§ **Problem to solve**
Among the entries below, how many lines hold "ApiResponse"? Only the number is wanted.

§ **Records shown**
>>>>>
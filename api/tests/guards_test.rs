mod helpers;

use api::auth::generate_jwt;
use axum::body::Body;
use axum::http::{Request, StatusCode};
use db::test_utils::setup_test_db;
use helpers::{authed_get, init_test_config, make_app, setup_test_data};
use tower::ServiceExt;

#[tokio::test]
async fn missing_token_is_unauthorized() {
    init_test_config();
    let db = setup_test_db().await;
    let _data = setup_test_data(&db).await;

    let app = make_app(db.clone());
    let req = Request::builder()
        .uri("/api/me/grievances")
        .body(Body::empty())
        .unwrap();

    let response = app.oneshot(req).await.unwrap();
    assert_eq!(response.status(), StatusCode::UNAUTHORIZED);
}

#[tokio::test]
async fn garbage_token_is_unauthorized() {
    init_test_config();
    let db = setup_test_db().await;
    let _data = setup_test_data(&db).await;

    let app = make_app(db.clone());
    let response = app
        .oneshot(authed_get("/api/me/grievances", "not-a-jwt"))
        .await
        .unwrap();
    assert_eq!(response.status(), StatusCode::UNAUTHORIZED);
}

#[tokio::test]
async fn admin_routes_reject_teachers_and_students() {
    init_test_config();
    let db = setup_test_db().await;
    let data = setup_test_data(&db).await;

    let app = make_app(db.clone());

    for user in [&data.teacher, &data.student] {
        let (token, _) = generate_jwt(user.id, user.role);
        let response = app
            .clone()
            .oneshot(authed_get("/api/users", &token))
            .await
            .unwrap();
        assert_eq!(response.status(), StatusCode::FORBIDDEN);
    }

    let (token, _) = generate_jwt(data.admin.id, data.admin.role);
    let response = app.oneshot(authed_get("/api/users", &token)).await.unwrap();
    assert_eq!(response.status(), StatusCode::OK);
}

#[tokio::test]
async fn grievance_review_routes_reject_students() {
    init_test_config();
    let db = setup_test_db().await;
    let data = setup_test_data(&db).await;

    let app = make_app(db.clone());
    let (token, _) = generate_jwt(data.student.id, data.student.role);

    let req = helpers::authed_json(
        "PUT",
        "/api/grievances/1/reject",
        &token,
        serde_json::json!({ "response": "no" }),
    );
    let response = app.oneshot(req).await.unwrap();
    assert_eq!(response.status(), StatusCode::FORBIDDEN);
}

#[tokio::test]
async fn grievance_submission_rejects_teachers() {
    init_test_config();
    let db = setup_test_db().await;
    let data = setup_test_data(&db).await;

    let app = make_app(db.clone());
    let (token, _) = generate_jwt(data.teacher.id, data.teacher.role);

    let req = helpers::authed_json(
        "POST",
        &format!("/api/sheets/{}/grievances", data.sheet.id),
        &token,
        serde_json::json!({
            "question_number": 1,
            "grievance_text": "teachers cannot file grievances",
            "current_marks": 0
        }),
    );
    let response = app.oneshot(req).await.unwrap();
    assert_eq!(response.status(), StatusCode::FORBIDDEN);
}
use axum::{Extension, Json, extract::State, http::StatusCode, response::IntoResponse};
use db::models::answer_sheet::Model as SheetModel;
use util::state::AppState;

use crate::auth::AuthUser;
use crate::response::ApiResponse;
use crate::routes::exams::sheets::post::SheetResponse;

/// GET /api/me/sheets
///
/// List the caller's own answer sheets across every exam.
pub async fn get_my_sheets(
    State(app_state): State<AppState>,
    Extension(AuthUser(claims)): Extension<AuthUser>,
) -> impl IntoResponse {
    let db = app_state.db();

    match SheetModel::find_for_student(db, claims.sub).await {
        Ok(sheets) => {
            let sheets: Vec<SheetResponse> = sheets.into_iter().map(SheetResponse::from).collect();
            (
                StatusCode::OK,
                Json(ApiResponse::success(
                    sheets,
                    "Answer sheets retrieved successfully",
                )),
            )
        }
        Err(e) => {
            tracing::error!(error = %e, "Failed to list own sheets");
            (
                StatusCode::INTERNAL_SERVER_ERROR,
                Json(ApiResponse::<Vec<SheetResponse>>::error(
                    "Something went wrong, please try again",
                )),
            )
        }
    }
}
<<<<<
§ **Problem solution**
3